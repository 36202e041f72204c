//! `SeaORM` Entity for users table.

use super::sea_orm_active_enums::UserRole;
use sea_orm::entity::prelude::*;
use serde::{Deserialize, Serialize};

#[derive(Clone, Debug, PartialEq, DeriveEntityModel, Eq, Serialize, Deserialize)]
#[sea_orm(table_name = "users")]
pub struct Model {
    #[sea_orm(primary_key, auto_increment = false)]
    pub id: Uuid,
    pub company_id: Uuid,
    pub name: String,
    #[sea_orm(unique)]
    pub email: String,
    pub role: UserRole,
    pub manager_id: Option<Uuid>,
    pub is_manager_approver: bool,
    pub is_active: bool,
    pub created_at: DateTimeWithTimeZone,
    pub updated_at: DateTimeWithTimeZone,
}

#[derive(Copy, Clone, Debug, EnumIter, DeriveRelation)]
pub enum Relation {
    #[sea_orm(
        belongs_to = "super::companies::Entity",
        from = "Column::CompanyId",
        to = "super::companies::Column::Id"
    )]
    Companies,
    #[sea_orm(
        belongs_to = "Entity",
        from = "Column::ManagerId",
        to = "Column::Id"
    )]
    Manager,
}

impl Related<super::companies::Entity> for Entity {
    fn to() -> RelationDef {
        Relation::Companies.def()
    }
}

impl ActiveModelBehavior for ActiveModel {}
--- --- ---
With the entries above as the source, set down exactly the lines from the one holding "#[derive(Copy, Clone, Debug, EnumIter, DeriveRelation)]" through the last line, both ends included.

#[derive(Copy, Clone, Debug, EnumIter, DeriveRelation)]
pub enum Relation {
    #[sea_orm(
        belongs_to = "super::companies::Entity",
        from = "Column::CompanyId",
        to = "super::companies::Column::Id"
    )]
    Companies,
    #[sea_orm(
        belongs_to = "Entity",
        from = "Column::ManagerId",
        to = "Column::Id"
    )]
    Manager,
}

impl Related<super::companies::Entity> for Entity {
    fn to() -> RelationDef {
        Relation::Companies.def()
    }
}

impl ActiveModelBehavior for ActiveModel {}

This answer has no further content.